:: Task requirements ::
Using the string "enum" as the key, pull each matching line out of the records below.

[[ Available records open ]]

//! `tracing` subscriber setup for hosts and binaries.
//!
//! The library itself only emits events; installing a subscriber is left to
//! whoever embeds the broker. `RUST_LOG` overrides the configured level.

use std::sync::OnceLock;

use tracing_subscriber::{fmt, prelude::*, EnvFilter};

static LOGGING_INITIALIZED: OnceLock<()> = OnceLock::new();

#[derive(Debug, thiserror::Error)]
pub enum LogError {
    #[error("logging already initialized")]
    AlreadyInitialized,

    #[error("invalid log level: {0}")]
    InvalidLevel(String),

    #[error("failed to set global subscriber: {0}")]
    SetSubscriber(#[from] tracing_subscriber::util::TryInitError),
}

/// Install a global fmt subscriber filtered at `level`.
pub fn init_logging(level: &str) -> Result<(), LogError> {
    if LOGGING_INITIALIZED.get().is_some() {
        return Err(LogError::AlreadyInitialized);
    }
    let filter = match EnvFilter::try_from_default_env() {
        Ok(filter) => filter,
        Err(_) => EnvFilter::try_new(level).map_err(|_| LogError::InvalidLevel(level.to_string()))?,
    };
    tracing_subscriber::registry()
        .with(filter)
        .with(fmt::layer().with_target(true).with_thread_names(true))
        .try_init()?;
    let _ = LOGGING_INITIALIZED.set(());
    tracing::debug!(filter = level, "logging initialized");
    Ok(())
}
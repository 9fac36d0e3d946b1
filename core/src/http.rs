//! HTTP request/response types exchanged with the transport.
//!
//! # Design
//! These types describe HTTP requests and responses as plain data. The broker
//! builds an `HttpRequest`, hands it to a `Transport`, and receives either an
//! `HttpResponse` (success) or an `ErrorResponse` (failure with an attached
//! response) back through a `Completion`. Only the transport touches the
//! network.
//!
//! All fields use owned types (`String`, `Vec`) so values can cross threads
//! and the FFI boundary without lifetime concerns.

use std::fmt;
use std::io::{self, Cursor, Read};

/// Status codes the broker itself produces.
pub mod status {
    pub const OK: u16 = 200;
    /// Reported when a failure carries no recognizable transport detail.
    pub const UNUSED: u16 = 306;
    pub const REQUEST_TIMEOUT: u16 = 408;
    pub const SERVICE_UNAVAILABLE: u16 = 503;
}

/// HTTP method for a request.
#[derive(Debug, Clone, Copy, PartialEq, Eq)]
pub enum HttpMethod {
    Get,
    Post,
}

impl HttpMethod {
    pub fn as_str(self) -> &'static str {
        match self {
            HttpMethod::Get => "GET",
            HttpMethod::Post => "POST",
        }
    }
}

impl fmt::Display for HttpMethod {
    fn fmt(&self, f: &mut fmt::Formatter<'_>) -> fmt::Result {
        f.write_str(self.as_str())
    }
}

/// An HTTP request described as plain data.
///
/// Built by `RequestBroker::issue_*`. The transport executes it and reports
/// the result through its `Completer`.
#[derive(Debug, Clone, PartialEq, Eq)]
pub struct HttpRequest {
    pub method: HttpMethod,
    pub url: String,
    pub headers: Vec<(String, String)>,
    pub body: Option<String>,
}

impl HttpRequest {
    /// First header value matching `name`, compared case-insensitively.
    pub fn header(&self, name: &str) -> Option<&str> {
        find_header(&self.headers, name)
    }
}

/// A successful HTTP response described as plain data.
#[derive(Debug, Clone, PartialEq, Eq)]
pub struct HttpResponse {
    pub status: u16,
    pub headers: Vec<(String, String)>,
    pub body: String,
}

/// The response attached to a failed request.
///
/// The body is a one-shot resource: it is read at most once, by the
/// diagnostic logger, and released afterwards. Callers never see it.
#[derive(Debug)]
pub struct ErrorResponse {
    pub status: u16,
    pub headers: Vec<(String, String)>,
    pub body: ResponseBody,
}

impl ErrorResponse {
    pub fn new(status: u16, body: impl Into<String>) -> Self {
        Self {
            status,
            headers: Vec::new(),
            body: ResponseBody::from_text(body),
        }
    }
}

/// A readable response body that may fail to read.
pub struct ResponseBody {
    reader: Box<dyn Read + Send>,
}

impl ResponseBody {
    pub fn from_reader(reader: impl Read + Send + 'static) -> Self {
        Self {
            reader: Box::new(reader),
        }
    }

    pub fn from_text(text: impl Into<String>) -> Self {
        Self::from_reader(Cursor::new(text.into().into_bytes()))
    }

    /// A body whose stream is already gone; every read fails with `kind`.
    pub fn unreadable(kind: io::ErrorKind) -> Self {
        Self::from_reader(Unreadable(kind))
    }

    /// Read the whole body as UTF-8 text, consuming and releasing it.
    pub fn read_to_string(mut self) -> io::Result<String> {
        let mut text = String::new();
        self.reader.read_to_string(&mut text)?;
        Ok(text)
    }
}

impl fmt::Debug for ResponseBody {
    fn fmt(&self, f: &mut fmt::Formatter<'_>) -> fmt::Result {
        f.write_str("ResponseBody { .. }")
    }
}

struct Unreadable(io::ErrorKind);

impl Read for Unreadable {
    fn read(&mut self, _buf: &mut [u8]) -> io::Result<usize> {
        Err(io::Error::new(self.0, "response stream is closed"))
    }
}

pub(crate) fn find_header<'a>(headers: &'a [(String, String)], name: &str) -> Option<&'a str> {
    headers
        .iter()
        .find(|(k, _)| k.eq_ignore_ascii_case(name))
        .map(|(_, v)| v.as_str())
}

#[cfg(test)]
mod tests {
    use super::*;

    #[test]
    fn header_lookup_ignores_case() {
        let req = HttpRequest {
            method: HttpMethod::Post,
            url: "http://localhost/save".to_string(),
            headers: vec![("If-Match".to_string(), "\"v1\"".to_string())],
            body: None,
        };
        assert_eq!(req.header("if-match"), Some("\"v1\""));
        assert_eq!(req.header("cookie"), None);
    }

    #[test]
    fn response_body_reads_text() {
        let body = ResponseBody::from_text("internal error");
        assert_eq!(body.read_to_string().unwrap(), "internal error");
    }

    #[test]
    fn unreadable_body_reports_error() {
        let body = ResponseBody::unreadable(io::ErrorKind::BrokenPipe);
        let err = body.read_to_string().unwrap_err();
        assert_eq!(err.kind(), io::ErrorKind::BrokenPipe);
    }

    #[test]
    fn method_names() {
        assert_eq!(HttpMethod::Get.to_string(), "GET");
        assert_eq!(HttpMethod::Post.as_str(), "POST");
    }
}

[[ Available records closed ]]

:: Reply to the exercise ::
pub enum LogError {
pub enum HttpMethod {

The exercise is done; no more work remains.